Responsabilità degli immigrati, certo, che con il mercatino dei rifiuti innegabilmente ammorbano l’arena. Ma anche dei napoletani dediti a traffici e svariate attività truffaldine non meno foriere di degrado. Con lo scadere della convenzione tra Comune e Metropolitana per le riparazioni e la gestione dei dissesti, dalla fine dello scorso anno il baratro della piazza Garibaldi, con il suo anfiteatro vuoto, le giostre per i bambini fatte a pezzi, la foresta di erbacce e le scritte deturpanti, procede ogni giorno di più con l’intensificarsi di saccheggi non più impediti da una vigilanza costretta ad intervenire da un punto all’altro della città anche in funzione di controllo degli assembramenti. Così quello che doveva essere il biglietto da visita della città, il salotto buono spalancato davanti ai turisti in arrivo dopo la stazione in funzione propiziatoria, diventa una terra di nessuno.

E sì che il Comune aveva immaginato, e provato a incoraggiare, una «tutela collettiva» della piazza, invitando associazioni, cittadini, residenti a prendersi cura dei luoghi. Al posto di questo progetto, ha vinto l’omologazione di tutti, immigrati e napoletani, uniti, sì, ma nel disprezzo per un bene pubblico che pure era stato pensato anche, o soprattutto, per loro.

Per contrasto, l’esempio della «tutela collettiva» fallita di piazza Garibaldi ne fa venire in mente un altro, al contrario riuscito alla grande e nato non da un intervento ex novo, ma da una antica persistenza trasformata in altro. È quello della High Line di New York, un parco lineare sorto al posto di una vecchia ferrovia sopraelevata che percorreva il West Side e diventato uno spazio di verde pubblico sviluppato per circa 2,5 chilometri sulla ex strada ferrata dismessa nel 1980. Lì i residenti si sono messi insieme, costituendo un’associazione (Friends of High Line) che dal 1999 si è opposta all’ipotesi di abbattimento della antica ferrovia, ha progettato, proposto e finanziato con una sottoscrizione dal basso la riqualificazione in parco urbano. Oggi quell’insolito parco sopraelevato, dove si può andare a fare jogging, a giocare al pallone, a pattinare, a portare cani e bambini, ad assistere a piccoli spettacoli o semplicemente a passeggiare, è diventato una delle destinazioni più popolari del turismo newyorkese, ma soprattutto ha rivivificato il quartiere ed è goduto pienamente dai suoi residenti.

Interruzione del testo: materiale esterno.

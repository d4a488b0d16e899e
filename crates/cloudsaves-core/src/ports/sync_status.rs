//! Sync status port
//!
//! Records the outcome facts a UI shows about the storage: when the last
//! successful sync happened and how much space the synced files take.

use chrono::{DateTime, Utc};

/// Sink for per-storage sync status
pub trait ISyncStatusStore: Send + Sync {
    /// Record the date of the last successful sync run
    fn set_last_sync(&self, date: DateTime<Utc>) -> anyhow::Result<()>;

    /// Record the total size of the remote save files
    fn set_used_space(&self, bytes: u64) -> anyhow::Result<()>;
}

E che a Napoli una delle strade giuste sia anche quella che parte «dal basso» – come hanno fatto a New York – lo dicono gli esempi delle associazioni di cittadini che provano a fare, nei rispettivi quartieri, il contrario di ciò che fanno i residenti della zona di piazza Garibaldi. Associazioni dedite alla cura, alla valorizzazione, all’abbellimento del proprio quartiere. Una tra tutte, «Valore verde» che ha piantumato alberelli a piazzetta Fuga e ora sta progettando un intervento analogo in via Cilea, cercando finanziatori privati. Perché le città hanno bisogno di cittadini che non siano sempre in attesa di interventi e iniziative provenienti da istituzioni chiamate ad amministrare con scarsità di fondi e con risorse sempre più penalizzate dai tagli subìti dagli enti locali. A Napoli ce n’è bisogno più che altrove, e certo il nuovo sindaco dovrà inserire ai primi posti del suo mandato la cura del vivere, simile a una tensione amorosa da mettere in campo anche da parte dei cittadini.